A simple regression model was used to evaluate accuracy of prediction, but in reality, more complicated models are needed to adequately address dyadic discrepancy research questions. While RSD is the most straightforward computational approach, the ability to generate an accurate dyadic discrepancy in SEM is promising for researchers seeking to use the discrepancy in more complicated models, such as the second-order factor model from Newsom (2002). The discrepancy can be generated in the same model as the prediction model, and the measurement model could be included. Though it is possible to output the idiographic discrepancy using SEM, in practice, RSD is easier to compute for purposes of idiographic research. But SEM offers the flexibility of using discrepancy in a nomothetic model while maintaining the ability to output it ideographically as well. Future research should ensure the good performance of the SEM discrepancy in this study is maintained in more complicated models, including those with the measurement model included. It would also be useful to understand the impacts of measurement invariance on dyadic discrepancy and its use in prediction (Russell et al., 2016).
EBD and SEM discrepancy estimates were generated using full-information maximum likelihood (FIML) estimation method. Restricted maximum likelihood (REML) is an alternative estimation method that may result in less biased estimates, particularly when cluster number is small (Raudenbush and Bryk, 2002). Future research should investigate in more detail whether the estimation method matters in the current context.
Finally, the findings here cannot be generalized to conditions not included in the simulation. Furthermore, future research should apply the techniques to real data, as opposed to simulated data, to see if the estimates compare to those found in this study.
4.5 Practical implications
Researchers seeking to make an informed decision about which method to use to study dyadic discrepancy would hope for a clear answer about which method is best. Notwithstanding the limitations and directions for future research in the preceding section, the findings suggest that RSD or SEM perform quite similarly, and better than EBD on average. Though the estimates themselves did not have great reliability for any method, the RSD and SEM methods produced estimates with high coverage rates and power when predicting an outcome with the discrepancy. This suggests that for the purpose of predicting an outcome, either of these methods would be suitable, and neither were greatly impacted by the design factors, indicating that they work well in the full range of research conditions simulated. Researchers studying more complicated models may opt for the SEM discrepancy estimate, while researchers interested in simpler models predicting an outcome with a discrepancy score should find that the easy-to-compute RSD works as well as SEM to predict an outcome. Further research, described in the preceding section, is necessary before concluding whether EBD provides a more accurate and useful estimate than RSD or SEM in other conditions, such as with missing data.
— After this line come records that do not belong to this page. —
/// A combination in full or bitmask form.
#[derive(Debug, Clone, PartialEq, Eq, Serialize, Deserialize)]
#[serde(untagged)]
pub enum StaticCombinationDump {
    Full {
        name: String,
        #[serde(rename = "type")]
        kind: CombinationType,
        sets: Vec<usize>,
        cardinality: usize,
        #[serde(default, skip_serializing_if = "Option::is_none")]
        color: Option<String>,
    },
    Compressed {
        /// Bitmask of member set positions.
        s: u64,
        /// Cardinality.
        c: usize,
        /// One-letter type code, omitted for intersections.
        #[serde(rename = "type", default, skip_serializing_if = "Option::is_none")]
        kind: Option<String>,
        /// Name, omitted when it follows the canonical naming rule.
        #[serde(default, skip_serializing_if = "Option::is_none")]
        n: Option<String>,
        /// Color.
        #[serde(default, skip_serializing_if = "Option::is_none")]
        cc: Option<String>,
    },
}

/// Serialized [`StaticTarget`].
#[derive(Debug, Clone, PartialEq, Eq, Serialize, Deserialize)]
#[serde(untagged)]
pub enum StaticTargetDump {
    Ref(SetLikeRef),
    Overlaps {
        cardinality: usize,
        overlaps: CountsArray,
    },
}

#[derive(Debug, Clone, PartialEq, Eq, Serialize, Deserialize)]
pub struct StaticQueryDump {
    pub name: String,
    #[serde(default, skip_serializing_if = "Option::is_none")]
    pub color: Option<String>,
    pub target: StaticTargetDump,
}

/// A versioned, element-free snapshot.
#[derive(Debug, Clone, PartialEq, Eq, Serialize, Deserialize)]
pub struct StaticDump {
    pub version: u32,
    #[serde(default)]
    pub metric: OverlapMetric,
    pub sets: Vec<StaticSetDump>,
    #[serde(default)]
    pub combinations: Vec<StaticCombinationDump>,
    /// Rows of the overlap matrix over `sets ++ combinations`.
    pub overlaps: Vec<CountsArray>,
    #[serde(default, skip_serializing_if = "Option::is_none")]
    pub selection: Option<StaticTargetDump>,
    #[serde(default, skip_serializing_if = "Vec::is_empty")]
    pub queries: Vec<StaticQueryDump>,
}

impl StaticDump {
    pub fn to_json(&self) -> DumpResult<String> {
        Ok(serde_json::to_string(self)?)
    }

    pub fn to_json_pretty(&self) -> DumpResult<String> {
        Ok(serde_json::to_string_pretty(self)?)
    }

    pub fn from_json(s: &str) -> DumpResult<Self> {
        Ok(serde_json::from_str(s)?)
    }
}

fn type_code(kind: CombinationType) -> Option<&'static str> {
    match kind {
        CombinationType::Intersection => None,
        CombinationType::Union => Some("u"),
        CombinationType::DistinctIntersection => Some("d"),
        CombinationType::Composite => Some("c"),
    }
}

fn parse_type_code(code: Option<&str>) -> EntryResult<CombinationType> {
    match code {
        None | Some("i") => Ok(CombinationType::Intersection),
        Some("u") => Ok(CombinationType::Union),
        Some("d") => Ok(CombinationType::DistinctIntersection),
        Some("c") => Ok(CombinationType::Composite),
        Some(other) => Err(SetlapError::InvalidDump(format!(
            "unknown combination type code '{other}'"
        ))),
    }
}

fn bitmask(sets: &SetIndices) -> Option<u64> {
    sets.iter().try_fold(0u64, |mask, &i| {
        (i < MAX_BITMASK_SETS).then(|| mask | (1u64 << i))
    })
}

fn canonical_name<T>(kind: CombinationType, sets: &SetIndices, base: &[Set<T>]) -> String {
    combination_name(
        sets.iter().filter_map(|&i| base.get(i)).map(Set::name),
        kind.default_joiner(),
    )
}

fn dump_combination<T>(
    combination: &SetCombination<T>,
    base: &[Set<T>],
    compress: Compress,
) -> StaticCombinationDump {
    let kind = combination.combination_type();
    let color = combination.color().map(str::to_string);
    match bitmask(combination.sets()).filter(|_| compress != Compress::No) {
        Some(s) => {
            let canonical = canonical_name(kind, combination.sets(), base);
            StaticCombinationDump::Compressed {
                s,
                c: combination.cardinality(),
                kind: type_code(kind).map(str::to_string),
                n: (combination.name() != canonical).then(|| combination.name().to_string()),
                cc: color,
            }
        }
        None => StaticCombinationDump::Full {
            name: combination.name().to_string(),
            kind,
            sets: combination.sets().iter().copied().collect(),
            cardinality: combination.cardinality(),
            color,
        },
    }
}

/// Creates a static dump comparing elements by equality.
pub fn create_static_dump<'a, T>(
    source: &DumpSource<'a, T>,
    options: &StaticDumpOptions,
) -> DumpResult<StaticDump>
where
    T: Eq + Hash,
{
    create_static_dump_by(source, |e| e, options)
}

/// Creates a static dump comparing elements by `to_elem_key`.
///
/// Ad hoc element selections are stored as their overlaps against every
/// set and combination, using the same metric as the matrix.
///
/// # Errors
///
/// Fails when a selection or query points outside the source lists.
pub fn create_static_dump_by<'a, T, K, F>(
    source: &DumpSource<'a, T>,
    to_elem_key: F,
    options: &StaticDumpOptions,
) -> DumpResult<StaticDump>
where
    K: Eq + Hash,
    F: Fn(&'a T) -> K,
{
    let matrix =
        generate_overlap_lookup_by(source.sets, source.combinations, &to_elem_key, options.metric);
    let overlaps: Vec<CountsArray> = matrix
        .rows()
        .iter()
        .map(|row| to_counts_array(row, options.compress))
        .collect();

    let items: Vec<&'a [T]> = source
        .sets
        .iter()
        .map(|s| s.elems())
        .chain(source.combinations.iter().map(|c| c.elems()))
        .collect();
    let dump_target = |selection: &'a Selection<T>| -> EntryResult<StaticTargetDump> {
        match selection {
            Selection::Set(i) => check_set_index(*i, source.sets.len())
                .map(|i| StaticTargetDump::Ref(SetLikeRef::set(i))),
            Selection::Combination(i) if *i < source.combinations.len() => {
                Ok(StaticTargetDump::Ref(SetLikeRef::combination(*i)))
            }
            Selection::Combination(i) => Err(SetlapError::IndexOutOfRange {
                what: "combinations",
                index: *i,
                len: source.combinations.len(),
            }),
            Selection::Elems(elems) => {
                let elems = elems.as_slice();
                let values: Vec<usize> = items
                    .iter()
                    .map(|&item| {
                        let overlap = brute_force_overlap_by(elems, item, &to_elem_key);
                        options.metric.apply(elems.len(), item.len(), overlap)
                    })
                    .collect();
                Ok(StaticTargetDump::Overlaps {
                    cardinality: elems.len(),
                    overlaps: to_counts_array(&values, options.compress),
                })
            }
        }
    };

    let sets = source
        .sets
        .iter()
        .map(|s| StaticSetDump {
            name: s.name().to_string(),
            cardinality: s.cardinality(),
            color: s.color().map(str::to_string),
        })
        .collect();
    let combinations: Vec<StaticCombinationDump> = source
        .combinations
        .iter()
        .map(|c| dump_combination(c, source.sets, options.compress))
        .collect();
    let selection = source.selection.map(&dump_target).transpose()?;
    let queries = source
        .queries
        .iter()
        .map(|q| {
            Ok(StaticQueryDump {
                name: q.name.clone(),
                color: q.color.clone(),
                target: dump_target(&q.target)?,
            })
        })
        .collect::<EntryResult<Vec<_>>>()?;

    debug!(
        event = "static_dump_created",
        items = matrix.item_count(),
        compressed_combinations = combinations
            .iter()
            .filter(|c| matches!(c, StaticCombinationDump::Compressed { .. }))
            .count(),
        queries = queries.len(),
    );

    Ok(StaticDump {
        version: DUMP_VERSION,
        metric: options.metric,
        sets,
        combinations,
        overlaps,
        selection,
        queries,
    })
}

/// A set restored from a static dump.
#[derive(Debug, Clone)]
pub struct StaticSet {
    name: String,
    cardinality: usize,
    color: Option<String>,
    lookup: Arc<OverlapLookup>,
}

impl StaticSet {
    /// Stored overlap with another set-like; unknown set-likes give 0.
    pub fn overlap(&self, other: &dyn SetLikeInfo) -> usize {
        self.lookup.compute(self, other)
    }
}

impl SetLikeInfo for StaticSet {
    fn name(&self) -> &str {
        &self.name
    }

    fn cardinality(&self) -> usize {
        self.cardinality
    }

    fn kind(&self) -> SetLikeKind {
        SetLikeKind::Set
    }

    fn key(&self) -> SetLikeKey {
        SetLikeKey::Set(self.name.clone())
    }

    fn color(&self) -> Option<&str> {
        self.color.as_deref()
    }
}

/// A combination restored from a static dump.
#[derive(Debug, Clone)]
pub struct StaticCombination {
    name: String,
    kind: CombinationType,
    sets: SetIndices,
    cardinality: usize,
    color: Option<String>,
    lookup: Arc<OverlapLookup>,
}

impl StaticCombination {
    pub fn combination_type(&self) -> CombinationType {
        self.kind
    }

    pub fn sets(&self) -> &SetIndices {
        &self.sets
    }

    pub fn degree(&self) -> usize {
        self.sets.len()
    }

    /// Stored overlap with another set-like; unknown set-likes give 0.
    pub fn overlap(&self, other: &dyn SetLikeInfo) -> usize {
        self.lookup.compute(self, other)
    }
}

impl SetLikeInfo for StaticCombination {
    fn name(&self) -> &str {
        &self.name
    }

    fn cardinality(&self) -> usize {
        self.cardinality
    }

    fn kind(&self) -> SetLikeKind {
        SetLikeKind::Combination(self.kind)
    }

    fn key(&self) -> SetLikeKey {
        SetLikeKey::Combination {
            kind: self.kind,
            sets: self.sets.clone(),
        }
    }

    fn color(&self) -> Option<&str> {
        self.color.as_deref()
    }
}

/// A restored selection or query target.
#[derive(Debug, Clone, PartialEq, Eq)]
pub enum StaticTarget {
    Set(usize),
    Combination(usize),
    /// Ad hoc elements, known only by size and stored overlaps indexed by
    /// matrix position.
    Elems {
        cardinality: usize,
        overlaps: Vec<usize>,
    },
}

#[derive(Debug, Clone, PartialEq, Eq)]
pub struct StaticQuery {
    pub name: String,
    pub color: Option<String>,
    pub target: StaticTarget,
}

/// Result of [`load_static_dump`].
#[derive(Debug, Clone)]
pub struct StaticSnapshot {
    pub sets: Vec<StaticSet>,
    pub combinations: Vec<StaticCombination>,
    pub metric: OverlapMetric,
    pub selection: Option<StaticTarget>,
    pub queries: Vec<StaticQuery>,
    pub rejected: Vec<RejectedEntry>,
    lookup: Arc<OverlapLookup>,
}

impl StaticSnapshot {
    pub fn lookup(&self) -> &OverlapLookup {
        &self.lookup
    }

    pub fn target_cardinality(&self, target: &StaticTarget) -> Option<usize> {
        match target {
            StaticTarget::Set(i) => self.sets.get(*i).map(|s| s.cardinality),
            StaticTarget::Combination(i) => self.combinations.get(*i).map(|c| c.cardinality),
            StaticTarget::Elems { cardinality, .. } => Some(*cardinality),
        }
    }

    /// Stored overlap between a target and a set-like.
    pub fn target_overlap(&self, target: &StaticTarget, other: &dyn SetLikeInfo) -> usize {
        match target {
            StaticTarget::Set(i) => self.sets.get(*i).map_or(0, |s| s.overlap(other)),
            StaticTarget::Combination(i) => {
                self.combinations.get(*i).map_or(0, |c| c.overlap(other))
            }
            StaticTarget::Elems { overlaps, .. } => self
                .lookup
                .index_of(&other.key())
                .and_then(|i| overlaps.get(i).copied())
                .unwrap_or(0),
        }
    }
}

struct DecodedCombination {
    name: String,
    kind: CombinationType,
    sets: SetIndices,
    cardinality: usize,
    color: Option<String>,
}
Data availability statement
The raw data supporting the conclusions of this article will be made available by the authors, without undue reservation.
Author contributions
AM: Conceptualization, Investigation, Methodology, Project administration, Resources, Writing – original draft, Writing – review & editing, Data curation, Formal analysis, Visualization. QC: Conceptualization, Funding acquisition, Investigation, Methodology, Resources, Supervision, Writing – original draft, Writing – review & editing, Project administration. RH: Supervision, Writing – review & editing. RG: Writing – review & editing. WL: Writing – review & editing.
Funding
The author(s) declare that financial support was received for the research and/or publication of this article. This study was partially supported by the 2012 Junior Faculty Summer Research Fellowship, University of North Texas, Denton.
Acknowledgments
We would like to acknowledge Dr. Su Yeong Kim from the University of Texas at Austin for her insights on an earlier version of the manuscript related to the scope of the study.
Conflict of interest
The authors declare that the research was conducted in the absence of any commercial or financial relationships that could be construed as a potential conflict of interest.
Publisher’s note
All claims expressed in this article are solely those of the authors and do not necessarily represent those of their affiliated organizations, or those of the publisher, the editors and the reviewers. Any product that may be evaluated in this article, or claim that may be made by its manufacturer, is not guaranteed or endorsed by the publisher.
Supplementary material
The Supplementary material for this article can be found online at: https://www.frontiersin.org/articles/10.3389/fpsyg.2025.1499076/full#supplementary-material
References
Arend, M. G., and Schäfer, T. (2019). Statistical power in two-level models: a tutorial based on Monte Carlo simulation. Psychol. Methods 24, 1–19. doi: 10.1037/met0000195
Barooj-Kiakalaee, O., Hosseini, S., Mohammadpour-Tahmtan, R., Hosseini-Tabaghdehi, M., Jahanfar, S., Esmaeili-Douki, Z., et al. (2022). Paternal postpartum depression’s relationship to maternal pre and postpartum depression, and father-mother dyads marital satisfaction: a structural equation model analysis of a longitudinal study. J. Affect. Disord. 297, 375–380. doi: 10.1016/j.jad.2021.10.110
Bar-Sella, A., Nof, A., Baucom, B. R., Goldstein, P., Romanov, S., Shpakouskaya, I., et al. (2023). The prognostic role of emotion regulation dynamics in the treatment of major depressive disorder. J. Couns. Clin. Psychol. 91, 744–749. doi: 10.1037/ccp0000835
Baumann, A. A., Kuhlberg, J. A., and Zayas, L. H. (2010). Familism, mother-daughter mutuality, and suicide attempts of adolescent Latinas. J. Fam. Psychol. 24, 616–624. doi: 10.1037/a0020584
Blood, E. A., Kalish, L. A., and Shrier, L. A. (2013). Estimating heterogeneous intra-class correlation coefficients in dyadic ecological momentary assessment. J. Mod. Appl. Stat. Methods 12, 207–219. doi: 10.22237/jmasm/1367382120
Campione-Barr, N., Lindell, A. K., and Giron, S. E. (2020). More data, more problems: analytical complications of studying differential family experiences over time: reply to Laird. Dev. Psychol. 56, 978–981. doi: 10.1037/dev0000912
Cano, A., Johansen, A. B., and Franz, A. (2005). Multilevel analysis of couple congruence on pain, interference, and disability. Pain 118, 369–379. doi: 10.1016/j.pain.2005.09.003
Carr, D., and Boerner, K. (2009). Do spousal discrepancies in marital quality assessments affect psychological adjustment to widowhood? J. Marr. Fam. 71, 495–509. doi: 10.1111/j.1741-3737.2009.00615.x
Chen, Q., Kwok, O., Luo, W., and Willson, V. L. (2010). The impact of ignoring a level of nesting structure in multilevel growth mixture models: a Monte Carlo study. Struct. Equ. Model. 17, 570–589. doi: 10.1080/10705511.2010.510046
Chiou, J., and Spreng, R. A. (1996). The reliability of difference scores: a re-examination. J. Consum. Satisf. Dissatisfaction Complain. Behav. 9, 158–167.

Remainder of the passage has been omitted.